■ EXERCISE INSTRUCTIONS ■
A single total is needed, the number of lines of this listing that contain the string "IsolationLevel".
GIVEN DATA Start Marker
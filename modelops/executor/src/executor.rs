// Licensed to the Apache Software Foundation (ASF) under one
// or more contributor license agreements.  See the NOTICE file
// distributed with this work for additional information
// regarding copyright ownership.  The ASF licenses this file
// to you under the Apache License, Version 2.0 (the
// "License"); you may not use this file except in compliance
// with the License.  You may obtain a copy of the License at
//
//   http://www.apache.org/licenses/LICENSE-2.0
//
// Unless required by applicable law or agreed to in writing,
// software distributed under the License is distributed on an
// "AS IS" BASIS, WITHOUT WARRANTIES OR CONDITIONS OF ANY
// KIND, either express or implied.  See the License for the
// specific language governing permissions and limitations
// under the License.

//! Executor logic: runs once per dispatched job
//!
//! Every transition presents the dispatch token, so a stale executor
//! (superseded by a redispatch, or racing the scheduler's reclaim) exits
//! silently without touching the row. Worker failures never raise; they
//! end as a terminal `FAILED` row with an `error` string.

use std::sync::Arc;

use chrono::Utc;
use log::{debug, info, warn};
use uuid::Uuid;

use modelops_core::client::TenantHttpClient;
use modelops_core::error::Result;
use modelops_core::event::bus::EventBus;
use modelops_core::event::{encode_event, UsageRecorded, SUBJECT_USAGE_RECORDED};
use modelops_core::model::{GpuJob, UsageRecord};
use modelops_core::state::StateStores;
use modelops_core::tenancy::TenantContext;

use crate::config::{ExecutorKind, WorkerConfig};

/// What one executor run did to the job row.
#[derive(Debug, Clone, Copy, PartialEq, Eq)]
pub enum ExecutionOutcome {
    Succeeded,
    Failed,
    /// Another owner holds the row; nothing was touched.
    Stale,
}

pub struct Executor {
    stores: StateStores,
    bus: Arc<dyn EventBus>,
    config: WorkerConfig,
    client: TenantHttpClient,
}

impl Executor {
    pub fn new(
        stores: StateStores,
        bus: Arc<dyn EventBus>,
        config: WorkerConfig,
    ) -> Result<Self> {
        let client = TenantHttpClient::new(config.http_timeout)?;
        Ok(Self {
            stores,
            bus,
            config,
            client,
        })
    }

    /// Run one dispatched job to a terminal state. Errors are
    /// infrastructure faults only; a job failure is a normal
    /// `Ok(ExecutionOutcome::Failed)`.
    pub async fn run(&self, job_id: Uuid, token: Uuid) -> Result<ExecutionOutcome> {
        let job = match self.stores.jobs.get(job_id).await? {
            Some(job) => job,
            None => {
                debug!("Job {job_id} does not exist, dropping");
                return Ok(ExecutionOutcome::Stale);
            }
        };
        if job.dispatch_token != Some(token) {
            debug!("Job {job_id} is owned by another dispatch attempt, exiting");
            return Ok(ExecutionOutcome::Stale);
        }

        let started_at = Utc::now();
        if !self.stores.jobs.try_start(job_id, token, started_at).await? {
            debug!("Job {job_id} lost the RUNNING transition, exiting");
            return Ok(ExecutionOutcome::Stale);
        }
        info!("Job {job_id} running ({:?})", self.config.executor);

        let work = self.perform(&job).await;
        let finished_at = Utc::now();

        let outcome = match work {
            Ok(response_json) => {
                if !self
                    .stores
                    .jobs
                    .try_succeed(job_id, token, response_json, finished_at)
                    .await?
                {
                    // the scheduler reclaimed the row mid-run
                    return Ok(ExecutionOutcome::Stale);
                }
                ExecutionOutcome::Succeeded
            }
            Err(error) => {
                warn!("Job {job_id} failed: {error}");
                if !self
                    .stores
                    .jobs
                    .try_fail_running(job_id, token, &error.to_string(), finished_at)
                    .await?
                {
                    return Ok(ExecutionOutcome::Stale);
                }
                ExecutionOutcome::Failed
            }
        };

        let row = self.stores.jobs.expect(job_id).await?;
        self.record_usage(&row).await?;

        Ok(outcome)
    }

    async fn perform(&self, job: &GpuJob) -> Result<serde_json::Value> {
        match self.config.executor {
            ExecutorKind::Simulate => {
                tokio::time::sleep(self.config.simulate_duration).await;
                Ok(serde_json::json!({
                    "simulated": true,
                    "job_id": job.job_id,
                    "slept_seconds": self.config.simulate_duration.as_secs_f64(),
                }))
            }
            ExecutorKind::Http => {
                let ctx = TenantContext {
                    tenant_id: job.tenant_id,
                    project_id: job.project_id,
                    user_id: "gpu-executor".to_owned(),
                    roles: vec![],
                };
                self.client
                    .post_json(&job.target_url, Some(&ctx), &job.request_json)
                    .await
            }
        }
    }

    /// One `gpu_seconds` ledger row per finished job, success or
    /// failure.
    async fn record_usage(&self, row: &GpuJob) -> Result<()> {
        let pool = match row.gpu_pool_assigned {
            Some(pool) => pool,
            None => return Ok(()),
        };
        let (started_at, finished_at) = match (row.started_at, row.finished_at) {
            (Some(started_at), Some(finished_at)) => (started_at, finished_at),
            _ => return Ok(()),
        };

        let record = UsageRecord::gpu_seconds(row, pool, started_at, finished_at);
        self.stores.usage.append(&record).await?;

        let event = UsageRecorded {
            record_id: record.record_id,
            job_id: row.job_id,
            tenant_id: row.tenant_id,
            project_id: row.project_id,
            meter: record.meter.clone(),
            quantity: record.quantity,
            published_at: Utc::now().timestamp_millis(),
        };
        match encode_event(&event) {
            Ok(body) => {
                if let Err(e) = self.bus.publish(SUBJECT_USAGE_RECORDED, body).await {
                    warn!("Failed to publish usage_recorded for {}: {e}", row.job_id);
                }
            }
            Err(e) => warn!("Failed to encode usage_recorded for {}: {e}", row.job_id),
        }
        Ok(())
    }
}

#[cfg(test)]
mod test {
    use super::*;
    use modelops_core::event::bus::MemoryEventBus;
    use modelops_core::model::{GpuPool, IsolationLevel, JobStatus, PoolRequest};
    use modelops_core::state::backend::memory::MemoryBackend;
    use std::time::Duration;

    struct Fixture {
        stores: StateStores,
        executor: Executor,
    }

    fn fixture(config: WorkerConfig) -> Fixture {
        let stores = StateStores::new(Arc::new(MemoryBackend::new()));
        let bus = Arc::new(MemoryEventBus::new());
        let executor = Executor::new(stores.clone(), bus, config).unwrap();
        Fixture { stores, executor }
    }

    async fn dispatched_job(stores: &StateStores, target_url: &str) -> (GpuJob, Uuid) {
        let job = GpuJob::new_queued(
            Uuid::new_v4(),
            Uuid::new_v4(),
            PoolRequest::T4,
            IsolationLevel::Shared,
            0,
            target_url.to_owned(),
            serde_json::json!({"prompt": "hi"}),
        );
        stores.jobs.create(&job).await.unwrap();
        let token = Uuid::new_v4();
        assert!(stores
            .jobs
            .try_dispatch(job.job_id, GpuPool::T4, token, Utc::now())
            .await
            .unwrap());
        (job, token)
    }

    #[tokio::test]
    async fn simulate_run_succeeds_and_meters() {
        let fixture = fixture(
            WorkerConfig::default()
                .with_simulate_duration(Duration::from_millis(10)),
        );
        let (job, token) = dispatched_job(&fixture.stores, "http://x/run").await;

        let outcome = fixture.executor.run(job.job_id, token).await.unwrap();
        assert_eq!(outcome, ExecutionOutcome::Succeeded);

        let row = fixture.stores.jobs.expect(job.job_id).await.unwrap();
        assert_eq!(row.status, JobStatus::Succeeded);
        assert!(row.response_json.is_some());
        assert!(row.finished_at.unwrap() >= row.started_at.unwrap());

        let ledger = fixture.stores.usage.list().await.unwrap();
        assert_eq!(ledger.len(), 1);
        assert_eq!(ledger[0].meter, "gpu_seconds");
        assert_eq!(ledger[0].subject_id, job.job_id.to_string());
        assert_eq!(ledger[0].labels["pool"], "t4");
    }

    #[tokio::test]
    async fn stale_token_exits_silently() {
        let fixture = fixture(WorkerConfig::default());
        let (job, _token) = dispatched_job(&fixture.stores, "http://x/run").await;

        let outcome = fixture
            .executor
            .run(job.job_id, Uuid::new_v4())
            .await
            .unwrap();
        assert_eq!(outcome, ExecutionOutcome::Stale);

        let row = fixture.stores.jobs.expect(job.job_id).await.unwrap();
        assert_eq!(row.status, JobStatus::Dispatched);
        assert!(fixture.stores.usage.list().await.unwrap().is_empty());
    }

    #[tokio::test]
    async fn http_failure_lands_in_the_error_column() {
        let fixture = fixture(
            WorkerConfig::default().with_executor(ExecutorKind::Http),
        );
        // an unparsable target means the POST can never be attempted
        let (job, token) = dispatched_job(&fixture.stores, "not a url").await;

        let outcome = fixture.executor.run(job.job_id, token).await.unwrap();
        assert_eq!(outcome, ExecutionOutcome::Failed);

        let row = fixture.stores.jobs.expect(job.job_id).await.unwrap();
        assert_eq!(row.status, JobStatus::Failed);
        assert!(row.error.is_some());
        // a failed job is still metered
        assert_eq!(fixture.stores.usage.list().await.unwrap().len(), 1);
    }

    #[tokio::test]
    async fn a_terminal_row_cannot_be_rerun() {
        let fixture = fixture(
            WorkerConfig::default()
                .with_simulate_duration(Duration::from_millis(1)),
        );
        let (job, token) = dispatched_job(&fixture.stores, "http://x/run").await;

        fixture.executor.run(job.job_id, token).await.unwrap();
        let outcome = fixture.executor.run(job.job_id, token).await.unwrap();
        assert_eq!(outcome, ExecutionOutcome::Stale);
        assert_eq!(fixture.stores.usage.list().await.unwrap().len(), 1);
    }
}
GIVEN DATA End Marker
■ ANSWER SECTION ■
2